Bread has sugar in it. If you want bread without sugar in it, you must either pay more for the organic stuff or make it yourself. If you want bread without any additives or preservatives at all, you must buy your wheat from outside the country. Wheat in the US is fortified with iron and vitamin B by law.

7 comments

Starch is just polymerized sugar.

There's probably some room for slower digestion and absorption to matter, but calorie availability and density is likely the bigger problem then the exact nature of the calories.

You can buy unflavored white/whole grain bread from all supermarkets.
Sugar is in pretty much all bread. It's a matter of quantity.

I bake all my own bread. I use one level teaspoon of caster sugar in warm water to get the yeast going. You can add a bit more to get a harder crust on the bread. But this is so little, and it mostly gets used by the yeast, so that it has negligible effect upon the taste. Salt makes a vastly bigger difference.

I understand that much mass-produced bread in the US has greatly larger quantities of sugar in it. In the UK, this is only seen in "long-life" bread (which tastes terrible, and I don't know of anyone who buys it).

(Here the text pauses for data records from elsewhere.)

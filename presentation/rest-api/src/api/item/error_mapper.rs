use poem::http::StatusCode;
use poem_openapi::payload::Json;

use business::domain::item::errors::ItemError;

use crate::api::error::{ErrorResponse, FieldError, IntoErrorResponse};

impl IntoErrorResponse for ItemError {
    fn into_error_response(self) -> (StatusCode, Json<ErrorResponse>) {
        let message = self.to_string();
        let field = match &self {
            ItemError::NameTooShort => Some("name"),
            ItemError::BaseAmountNotPositive => Some("base_amount"),
            ItemError::AmountKindEmpty => Some("amount_kind"),
            ItemError::PriceTooLow => Some("price"),
            _ => None,
        };
        if let Some(field) = field {
            return (
                StatusCode::BAD_REQUEST,
                Json(ErrorResponse::validation(
                    &message,
                    vec![FieldError::new(field, &message)],
                )),
            );
        }

        let (status, name, message) = match &self {
            ItemError::NotFound => (StatusCode::NOT_FOUND, "NotFound", "item.not_found"),
            ItemError::NameTaken => (StatusCode::CONFLICT, "Conflict", "item.name_taken"),
            ItemError::InUse => (StatusCode::CONFLICT, "Conflict", "item.in_use"),
            ItemError::Unauthorized(_) => {
                (StatusCode::UNAUTHORIZED, "Unauthorized", "auth.unauthorized")
            }
            _ => (
                StatusCode::INTERNAL_SERVER_ERROR,
                "InternalError",
                "repository.persistence",
            ),
        };

        (status, Json(ErrorResponse::new(name, message)))
    }
}

#[cfg(test)]
mod tests {
    use super::*;
    use business::domain::errors::RepositoryError;
    use business::domain::shared::session::Unauthorized;

    #[test]
    fn should_point_validation_errors_at_their_field() {
        let (status, json) = ItemError::PriceTooLow.into_error_response();

        assert_eq!(status, StatusCode::BAD_REQUEST);
        assert_eq!(json.0.name, "ValidationError");
        assert_eq!(
            json.0.fields,
            Some(vec![FieldError::new("price", "item.price_too_low")])
        );
    }

    #[test]
    fn should_map_in_use_to_conflict() {
        let (status, json) = ItemError::InUse.into_error_response();

        assert_eq!(status, StatusCode::CONFLICT);
        assert_eq!(json.0.message, "item.in_use");
    }

    #[test]
    fn should_map_session_and_storage_failures() {
        let (status, _) = ItemError::Unauthorized(Unauthorized).into_error_response();
        assert_eq!(status, StatusCode::UNAUTHORIZED);

        let (status, json) =
            ItemError::Repository(RepositoryError::DatabaseError).into_error_response();
        assert_eq!(status, StatusCode::INTERNAL_SERVER_ERROR);
        assert_eq!(json.0.name, "InternalError");
    }
}
use poem_openapi::Object;
use serde::{Deserialize, Serialize};

use crate::api::user::dto::UserResponse;

#[derive(Debug, Clone, Serialize, Deserialize, Object)]
pub struct SessionResponse {
    /// Active UI theme, `light` when none was chosen
    pub theme: String,
    /// Signed-in user, absent for anonymous visitors
    pub user: Option<UserResponse>,
}

#[derive(Debug, Clone, Serialize, Deserialize, Object)]
pub struct SaveThemeRequest {
    pub theme: String,
}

Bread has sugar in Europe too. You can choose a sugar free variety though easily.
pretty sure sugar it's basic ingredient to make bread even in Europe to help yeast in warm water by my small experience with baking bread and going through tons of recipes

also what's wrong with iron and vitamin?

"Bread with sugar in it" isn't banned in Europe.
I believe the difference is that you can buy bread without sugar without resorting to overpriced organic bread.
Indeed. It's everywhere.
So do you propose that bread with sugar be banned?